Героически погибшему в Чечне Зайцеву Валерию Игоревичу посвящается.
Родился в Серпухове 21 февраля 1970 года. Простой парень Валера, простые родители, папа рабочий на заводе, мама медсестра, простая сестрёнка младше на пять лет. Детство, школа, всё как у всех.
Военный комиссариат в 200 метрах от дома на той же самой улице героического маршала Ворошилова. На полдороге от дома до военкомата – аэроклуб. Так что определённая судьбы предрешённость имела место.
Стать военным – было распространено в наше с вами время.
В наше, не в ваше.
Однако, как в песне поётся «подтянувши шорты, начитавшись книжек», Валера первый раз встаёт в позу и отказывается поступать в военное училище. В военное училище города Серпухов. Есть в его родном городе такое – готовит ракетчиков. Основание: «Не хочу служить рядом с домом, и видеть мамку с пирожками на КПП мне совсем не можно». Взрослый ход для 17 летнего мальчишки…
Господи, сколько же людей поступило и окончило училища (или институты) только потому, что это всего лишь ближайший к дому ВУЗ…
В этом – первая гримаса судьбы.
Серпуховское училище готовило спецов для РВСН. Ракетные войска стратегического назначения. А они в локальных конфликтах не участвуют, по минным полям не бродят, в непосредственной близости от противника не работают, гибнут в основном по дури и очень не массово. Им уготовано уж если и погибнуть – так всем сразу. Да ещё вместе со всей страной, а то и со всем континентом. И неизвестно, сколько было бы у Валеры детей-внуков, и какого размера звезды на погонах, поступи он стандартно. Поступи он в ближайшее, а не желанное ему, военное училище.

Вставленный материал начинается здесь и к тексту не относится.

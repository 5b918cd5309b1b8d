//! Domain error types
//!
//! This module defines the error hierarchy for the batch job.
//! Errors are domain-specific and don't expose storage SDK types.

use thiserror::Error;

/// Main batch error type
///
/// This is the primary error type used throughout the application.
/// It wraps specific error types and provides context for error handling.
#[derive(Debug, Error)]
pub enum BatchError {
    /// Configuration-related errors
    #[error("Configuration error: {0}")]
    Configuration(String),

    /// Storage backend errors
    #[error(transparent)]
    Storage(#[from] StorageError),

    /// Object body was not valid UTF-8
    #[error("Decode error: {0}")]
    Decode(String),

    /// Logging initialisation errors
    #[error("Logging error: {0}")]
    Logging(String),

    /// Serialization/deserialization errors
    #[error("Serialization error: {0}")]
    Serialization(String),

    /// I/O errors
    #[error("I/O error: {0}")]
    Io(String),
}

/// Storage gateway errors
///
/// Each variant carries the identity of the bucket (and object, where one is
/// involved) plus the backend's own message.
#[derive(Debug, Error)]
pub enum StorageError {
    /// Failed to construct or authenticate the storage client
    #[error("Failed to create storage client: {0}")]
    Client(String),

    /// Listing a bucket failed
    #[error("Failed to list bucket {bucket}: {message}")]
    ListFailed { bucket: String, message: String },

    /// Downloading an object failed
    #[error("Failed to download {bucket}/{object}: {message}")]
    DownloadFailed {
        bucket: String,
        object: String,
        message: String,
    },

    /// Uploading an object failed
    #[error("Failed to upload {bucket}/{object}: {message}")]
    UploadFailed {
        bucket: String,
        object: String,
        message: String,
    },
}

impl From<std::io::Error> for BatchError {
    fn from(err: std::io::Error) -> Self {
        BatchError::Io(err.to_string())
    }
}

impl From<serde_json::Error> for BatchError {
    fn from(err: serde_json::Error) -> Self {
        BatchError::Serialization(err.to_string())
    }
}

impl From<toml::de::Error> for BatchError {
    fn from(err: toml::de::Error) -> Self {
        BatchError::Configuration(format!("TOML parse error: {err}"))
    }
}

impl From<std::string::FromUtf8Error> for BatchError {
    fn from(err: std::string::FromUtf8Error) -> Self {
        BatchError::Decode(format!("invalid UTF-8: {err}"))
    }
}
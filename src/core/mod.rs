//! Core business logic of the batch job.
//!
//! - [`batch`] - orchestration, output naming and the run summary
//! - [`transform`] - the CSV row transformer
//! - [`clock`] - the wall-clock used for timestamps
//!
//! # Example
//!
//! ```rust,no_run
//! use std::sync::Arc;
//! use csv_batch::adapters::storage::GcsGateway;
//! use csv_batch::config::load_config;
//! use csv_batch::core::batch::{BatchOrchestrator, BatchSettings};
//! use csv_batch::core::clock::SystemClock;
//! use csv_batch::core::transform::RowTransformer;
//!
//! # async fn example() -> Result<(), Box<dyn std::error::Error>> {
//! let config = load_config(None)?;
//! let gateway = Arc::new(GcsGateway::new(&config.storage).await?);
//! let clock = Arc::new(SystemClock);
//!
//! let orchestrator = BatchOrchestrator::new(
//!     gateway,
//!     RowTransformer::new(clock.clone()),
//!     clock,
//!     BatchSettings::from_config(&config)?,
//! );
//!
//! let summary = orchestrator.run().await?;
//! println!("Processed: {}, Failed: {}", summary.files_processed, summary.files_failed);
//! # Ok(())
//! # }
//! ```

pub mod batch;
pub mod clock;
pub mod transform;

В 1988 году призван в ряды Советской армии. ВДВ, учебка Гайжюнай. Тогда это ещё была одна страна. 1989-й – поступление в почти ближайшее военное училище к своему родному Серпухову – в Тбилиси. Там он и начал путь к своим офицерским погонам.

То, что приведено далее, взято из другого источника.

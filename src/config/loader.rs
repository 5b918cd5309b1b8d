//! Configuration loader with TOML parsing and environment variable overrides

use super::schema::{JobConfig, LogFormat};
use crate::domain::errors::BatchError;
use crate::domain::result::Result;
use std::fs;
use std::path::Path;

/// Environment variable naming the input bucket
pub const ENV_INPUT_BUCKET: &str = "INPUT_BUCKET";

/// Environment variable naming the output bucket
pub const ENV_OUTPUT_BUCKET: &str = "OUTPUT_BUCKET";

/// Environment variable pointing the storage client at an emulator
pub const ENV_STORAGE_EMULATOR_HOST: &str = "STORAGE_EMULATOR_HOST";

pub const ENV_LOG_LEVEL: &str = "CSV_BATCH_LOG_LEVEL";
pub const ENV_LOG_FORMAT: &str = "CSV_BATCH_LOG_FORMAT";
pub const ENV_DRY_RUN: &str = "CSV_BATCH_DRY_RUN";

/// Loads configuration from an optional TOML file and the process environment
///
/// This function:
/// 1. Starts from defaults, or parses the TOML file when a path is given
/// 2. Applies environment variable overrides
/// 3. Validates the configuration
///
/// # Errors
///
/// Returns an error if:
/// - A path is given but the file cannot be read
/// - TOML parsing fails
/// - An override has an unparseable value
/// - Configuration validation fails
///
/// # Examples
///
/// ```no_run
/// use csv_batch::config::loader::load_config;
///
/// let config = load_config(None).expect("Failed to load config");
/// println!("reading from {}", config.storage.input_bucket);
/// ```
pub fn load_config(path: Option<&Path>) -> Result<JobConfig> {
    load_config_with_env(path, |key| std::env::var(key).ok())
}

/// Same as [`load_config`], reading environment values through `lookup`
pub fn load_config_with_env<F>(path: Option<&Path>, lookup: F) -> Result<JobConfig>
where
    F: Fn(&str) -> Option<String>,
{
    let mut config = match path {
        Some(path) => read_config_file(path)?,
        None => JobConfig::default(),
    };

    apply_env_overrides(&mut config, lookup)?;

    config.validate().map_err(|e| {
        BatchError::Configuration(format!("Configuration validation failed: {e}"))
    })?;

    Ok(config)
}

fn read_config_file(path: &Path) -> Result<JobConfig> {
    if !path.exists() {
        return Err(BatchError::Configuration(format!(
            "Configuration file not found: {}",
            path.display()
        )));
    }

    let contents = fs::read_to_string(path).map_err(|e| {
        BatchError::Configuration(format!(
            "Failed to read configuration file {}: {}",
            path.display(),
            e
        ))
    })?;

    Ok(toml::from_str(&contents)?)
}

/// Applies environment variable overrides
///
/// Unset and empty variables leave the current value in place.
fn apply_env_overrides<F>(config: &mut JobConfig, lookup: F) -> Result<()>
where
    F: Fn(&str) -> Option<String>,
{
    let get = |key: &str| lookup(key).filter(|value| !value.trim().is_empty());

    if let Some(val) = get(ENV_INPUT_BUCKET) {
        config.storage.input_bucket = val;
    }
    if let Some(val) = get(ENV_OUTPUT_BUCKET) {
        config.storage.output_bucket = val;
    }
    if let Some(val) = get(ENV_STORAGE_EMULATOR_HOST) {
        config.storage.endpoint = Some(normalize_endpoint(&val));
    }

    if let Some(val) = get(ENV_LOG_LEVEL) {
        config.logging.level = val;
    }
    if let Some(val) = get(ENV_LOG_FORMAT) {
        config.logging.format = val
            .parse::<LogFormat>()
            .map_err(|e| BatchError::Configuration(format!("{ENV_LOG_FORMAT}: {e}")))?;
    }

    if let Some(val) = get(ENV_DRY_RUN) {
        config.run.dry_run = val.parse::<bool>().map_err(|_| {
            BatchError::Configuration(format!(
                "{ENV_DRY_RUN} must be 'true' or 'false', got '{val}'"
            ))
        })?;
    }

    Ok(())
}

/// Emulators are commonly advertised as `host:port`
fn normalize_endpoint(value: &str) -> String {
    let value = value.trim().trim_end_matches('/');
    if value.starts_with("http://") || value.starts_with("https://") {
        value.to_string()
    } else {
        format!("http://{value}")
    }
}

#[cfg(test)]
mod tests {
    use super::*;
    use std::collections::HashMap;

    fn env(pairs: &[(&str, &str)]) -> impl Fn(&str) -> Option<String> {
        let map: HashMap<String, String> = pairs
            .iter()
            .map(|(k, v)| (k.to_string(), v.to_string()))
            .collect();
        move |key| map.get(key).cloned()
    }

    #[test]
    fn test_defaults_without_file_or_env() {
        let config = load_config_with_env(None, env(&[])).unwrap();
        assert_eq!(config, JobConfig::default());
    }

    #[test]
    fn test_bucket_env_overrides() {
        let config = load_config_with_env(
            None,
            env(&[("INPUT_BUCKET", "landing"), ("OUTPUT_BUCKET", "stamped")]),
        )
        .unwrap();

        assert_eq!(config.storage.input_bucket, "landing");
        assert_eq!(config.storage.output_bucket, "stamped");
    }

    #[test]
    fn test_empty_env_values_ignored() {
        let config = load_config_with_env(None, env(&[("INPUT_BUCKET", "")])).unwrap();
        assert_eq!(config.storage.input_bucket, "csv-input-bucket");
    }

    #[test]
    fn test_emulator_host_normalized() {
        let config =
            load_config_with_env(None, env(&[("STORAGE_EMULATOR_HOST", "localhost:4443/")]))
                .unwrap();
        assert_eq!(
            config.storage.endpoint.as_deref(),
            Some("http://localhost:4443")
        );
    }

    #[test]
    fn test_logging_and_dry_run_overrides() {
        let config = load_config_with_env(
            None,
            env(&[
                ("CSV_BATCH_LOG_LEVEL", "debug"),
                ("CSV_BATCH_LOG_FORMAT", "json"),
                ("CSV_BATCH_DRY_RUN", "true"),
            ]),
        )
        .unwrap();

        assert_eq!(config.logging.level, "debug");
        assert_eq!(config.logging.format, LogFormat::Json);
        assert!(config.run.dry_run);
    }

    #[test]
    fn test_invalid_dry_run_value() {
        let result = load_config_with_env(None, env(&[("CSV_BATCH_DRY_RUN", "yes")]));
        assert!(matches!(result, Err(BatchError::Configuration(_))));
    }

    #[test]
    fn test_invalid_override_fails_validation() {
        let result = load_config_with_env(None, env(&[("CSV_BATCH_LOG_LEVEL", "loud")]));
        let err = result.unwrap_err();
        assert!(err.to_string().contains("Configuration validation failed"));
    }

    #[test]
    fn test_missing_file_is_error() {
        let path = Path::new("/nonexistent/csv-batch.toml");
        let result = load_config_with_env(Some(path), env(&[]));
        let err = result.unwrap_err();
        assert!(err.to_string().contains("Configuration file not found"));
    }
}
//! Structured logging setup using tracing
//!
//! Console output in text or JSON, plus optional JSON files with rotation.

use crate::config::{LogFormat, LoggingConfig};
use crate::domain::{BatchError, Result};
use tracing::Level;
use tracing_appender::non_blocking::WorkerGuard;
use tracing_appender::rolling::{RollingFileAppender, Rotation};
use tracing_subscriber::layer::SubscriberExt;
use tracing_subscriber::util::SubscriberInitExt;
use tracing_subscriber::{EnvFilter, Layer};

/// File name prefix for rotated log files
const LOG_FILE_PREFIX: &str = "csv-batch.log";

/// Guard that must be kept alive for the duration of the program
/// to ensure logs are flushed properly
pub struct LoggingGuard {
    _file_guard: Option<WorkerGuard>,
}

impl LoggingGuard {
    fn new(file_guard: Option<WorkerGuard>) -> Self {
        Self {
            _file_guard: file_guard,
        }
    }
}

/// Initialize the logging system based on configuration
///
/// `RUST_LOG` takes precedence over `config.level` when set.
///
/// # Returns
///
/// A `LoggingGuard` that must be kept alive for the duration of the program
///
/// # Example
///
/// ```no_run
/// use csv_batch::logging::init_logging;
/// use csv_batch::config::LoggingConfig;
///
/// let config = LoggingConfig::default();
/// let _guard = init_logging(&config).expect("Failed to initialize logging");
/// ```
pub fn init_logging(config: &LoggingConfig) -> Result<LoggingGuard> {
    let log_level = parse_log_level(&config.level)?;

    let env_filter = EnvFilter::try_from_default_env()
        .unwrap_or_else(|_| EnvFilter::new(format!("csv_batch={log_level}")));

    let mut layers = Vec::new();

    let console_layer = match config.format {
        LogFormat::Text => tracing_subscriber::fmt::layer()
            .with_writer(std::io::stderr)
            .with_target(true)
            .with_filter(env_filter.clone())
            .boxed(),
        LogFormat::Json => tracing_subscriber::fmt::layer()
            .json()
            .with_writer(std::io::stderr)
            .with_target(true)
            .with_filter(env_filter.clone())
            .boxed(),
    };
    layers.push(console_layer);

    let file_guard = if config.local_enabled {
        std::fs::create_dir_all(&config.local_path).map_err(|e| {
            BatchError::Logging(format!(
                "Failed to create log directory {}: {}",
                config.local_path, e
            ))
        })?;

        let file_appender = RollingFileAppender::new(
            parse_rotation(&config.local_rotation),
            &config.local_path,
            LOG_FILE_PREFIX,
        );
        let (non_blocking, guard) = tracing_appender::non_blocking(file_appender);

        let file_layer = tracing_subscriber::fmt::layer()
            .json()
            .with_target(true)
            .with_ansi(false)
            .with_writer(non_blocking)
            .with_filter(env_filter)
            .boxed();

        layers.push(file_layer);
        Some(guard)
    } else {
        None
    };

    tracing_subscriber::registry()
        .with(layers)
        .try_init()
        .map_err(|e| BatchError::Logging(format!("Failed to install subscriber: {e}")))?;

    tracing::debug!(
        level = %log_level,
        format = %config.format,
        local_enabled = config.local_enabled,
        local_path = %config.local_path,
        "Logging initialized"
    );

    Ok(LoggingGuard::new(file_guard))
}

/// Parse log level from string
fn parse_log_level(level_str: &str) -> Result<Level> {
    match level_str.to_lowercase().as_str() {
        "trace" => Ok(Level::TRACE),
        "debug" => Ok(Level::DEBUG),
        "info" => Ok(Level::INFO),
        "warn" => Ok(Level::WARN),
        "error" => Ok(Level::ERROR),
        _ => Err(BatchError::Configuration(format!(
            "Invalid log level: {level_str}. Must be one of: trace, debug, info, warn, error"
        ))),
    }
}

fn parse_rotation(rotation: &str) -> Rotation {
    match rotation {
        "hourly" => Rotation::HOURLY,
        "never" => Rotation::NEVER,
        _ => Rotation::DAILY,
    }
}
//! Batch orchestrator - drives list → fetch → transform → upload
//!
//! Objects are processed strictly one after another. A failure on one object is
//! logged, recorded in the summary, and the loop moves on. Only a failure to list
//! the input bucket aborts the run.

use super::naming::output_name;
use super::summary::{FailureStage, FileOutcome, RunSummary};
use crate::adapters::storage::{StorageGateway, CSV_CONTENT_TYPE};
use crate::config::JobConfig;
use crate::core::clock::Clock;
use crate::core::transform::RowTransformer;
use crate::domain::{BatchError, BucketName, ObjectName, ObjectRef, Result};
use std::sync::Arc;
use std::time::Instant;

/// Buckets and flags for one run
#[derive(Debug, Clone, PartialEq, Eq)]
pub struct BatchSettings {
    /// Bucket listed for CSV objects
    pub input_bucket: BucketName,

    /// Bucket receiving processed objects
    pub output_bucket: BucketName,

    /// Skip uploads
    pub dry_run: bool,
}

impl BatchSettings {
    /// Create settings from the loaded configuration
    pub fn from_config(config: &JobConfig) -> Result<Self> {
        Ok(Self {
            input_bucket: config.storage.input_bucket_name()?,
            output_bucket: config.storage.output_bucket_name()?,
            dry_run: config.run.dry_run,
        })
    }
}

/// Batch orchestrator
pub struct BatchOrchestrator {
    gateway: Arc<dyn StorageGateway>,
    transformer: RowTransformer,
    clock: Arc<dyn Clock>,
    settings: BatchSettings,
}

impl BatchOrchestrator {
    /// Create a new orchestrator
    ///
    /// `clock` names output objects; the transformer carries its own clock for
    /// row stamps.
    pub fn new(
        gateway: Arc<dyn StorageGateway>,
        transformer: RowTransformer,
        clock: Arc<dyn Clock>,
        settings: BatchSettings,
    ) -> Self {
        Self {
            gateway,
            transformer,
            clock,
            settings,
        }
    }

    /// Run the batch once
    ///
    /// # Errors
    ///
    /// Returns the storage error if the input bucket cannot be listed. Failures on
    /// individual objects never surface here; they are in the returned summary.
    pub async fn run(&self) -> Result<RunSummary> {
        let start_time = Instant::now();
        let settings = &self.settings;
        let mut summary = RunSummary::new(
            settings.input_bucket.clone(),
            settings.output_bucket.clone(),
            settings.dry_run,
        );

        tracing::info!(
            input_bucket = %settings.input_bucket,
            output_bucket = %settings.output_bucket,
            dry_run = settings.dry_run,
            "Processing CSV files from bucket"
        );

        let listed = match self.gateway.list(&settings.input_bucket, "").await {
            Ok(names) => names,
            Err(e) => {
                tracing::error!(
                    bucket = %settings.input_bucket,
                    error = %e,
                    "Failed to list objects in bucket"
                );
                return Err(e);
            }
        };

        summary.objects_listed = listed.len();
        let csv_files: Vec<ObjectName> = listed
            .into_iter()
            .filter(|name| {
                let keep = name.is_csv();
                if !keep {
                    tracing::debug!(object = %name, "Skipping non-CSV object");
                }
                keep
            })
            .collect();
        summary.csv_objects = csv_files.len();
        summary.skipped_non_csv = summary.objects_listed - summary.csv_objects;

        tracing::info!(
            bucket = %settings.input_bucket,
            listed = summary.objects_listed,
            csv = summary.csv_objects,
            "Listed input bucket"
        );

        for name in csv_files {
            let outcome = self.process_object(name).await;
            summary.record(outcome);
        }

        let summary = summary.with_duration(start_time.elapsed());
        summary.log_summary();
        Ok(summary)
    }

    /// Fetch, transform and upload one object
    async fn process_object(&self, name: ObjectName) -> FileOutcome {
        tracing::info!(object = %name, "Processing file");

        let source = ObjectRef::new(self.settings.input_bucket.clone(), name);

        let bytes = match self.gateway.download(&source).await {
            Ok(bytes) => bytes,
            Err(e) => return failed(source.name, FailureStage::Download, e),
        };
        tracing::debug!(object = %source.name, bytes = bytes.len(), "Downloaded file");

        let text = match String::from_utf8(bytes) {
            Ok(text) => text,
            Err(e) => return failed(source.name, FailureStage::Decode, e.into()),
        };

        let document = self.transformer.process(&text);

        let target = ObjectRef::new(
            self.settings.output_bucket.clone(),
            output_name(&source.name, self.clock.now()),
        );

        if self.settings.dry_run {
            tracing::info!(
                object = %source.name,
                output = %target.name,
                rows = document.data_rows,
                "Dry run: skipping upload"
            );
            return FileOutcome::Processed {
                source: source.name,
                output: target.name,
                data_rows: document.data_rows,
                uploaded: false,
            };
        }

        if let Err(e) = self
            .gateway
            .upload(&target, CSV_CONTENT_TYPE, document.content.into_bytes())
            .await
        {
            return failed(source.name, FailureStage::Upload, e);
        }

        tracing::info!(
            object = %source.name,
            output = %target.name,
            rows = document.data_rows,
            "Successfully processed file"
        );

        FileOutcome::Processed {
            source: source.name,
            output: target.name,
            data_rows: document.data_rows,
            uploaded: true,
        }
    }
}

fn failed(source: ObjectName, stage: FailureStage, error: BatchError) -> FileOutcome {
    tracing::error!(
        object = %source,
        stage = %stage,
        error = %error,
        "Failed to process file"
    );
    FileOutcome::Failed {
        source,
        stage,
        reason: error.to_string(),
    }
}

Тогда части сдуревшего в полном составе Союза решили, что пределом мечтаний и источником несомненного счастья является независимость. И что счастье и благоденствие зацветут сразу, и обязательно буйным цветом. Как только «перестанут кормить русских».
Одному Богу известно, сколько людей заплатило за эту «прекрасную» иллюзию жестокую цену. Сколько людей закопали за «доказательство от противного» не сосчитает никто. Плакали громко, но забывали быстро, хоронили часто – оттого буднично.
Грузии военное училище, готовящее специалистов для неожиданно образовавшейся России, было ни к чему, и заканчивал учёбу Валера значительно ближе к Серпухову, чем начинал. Славное Коломенское ВАКУ приняло Валеру в свои стены.
Вторая гримаса судьбы – у Валеры не было парадки.
Вернее, она была, но наискось простреленная. Собирая вещи в Тбилиси, он достал парадку, и повесил ее на окно... а когда наклонился за ботинками – в окно каптерки дали очередь наискось. Особо вольный и уже совершенно независимый житель суверенной республики увидел силуэт в окне… Автомат каждой половозрелой особи мужескАГО пола выдавался вместе с суверенитетом…
Но! Парадка висела на окне, а не на Валере, и улыбчивый рыжий парень поехал дальше получать свои погоны. Доучивался он скучно и обыденно, как и все: самоволки, пьянки, крики взводных, наряды-караулы, нервяк на сессиях – ничего интересного. И уж точно – ничего особенного. Чтобы стать тем, про кого скажут в песне: «…в горные ущелья загоняли маршем, чтобы повстречались с теми кто смуглее, чуть побородатей и слегка постарше…».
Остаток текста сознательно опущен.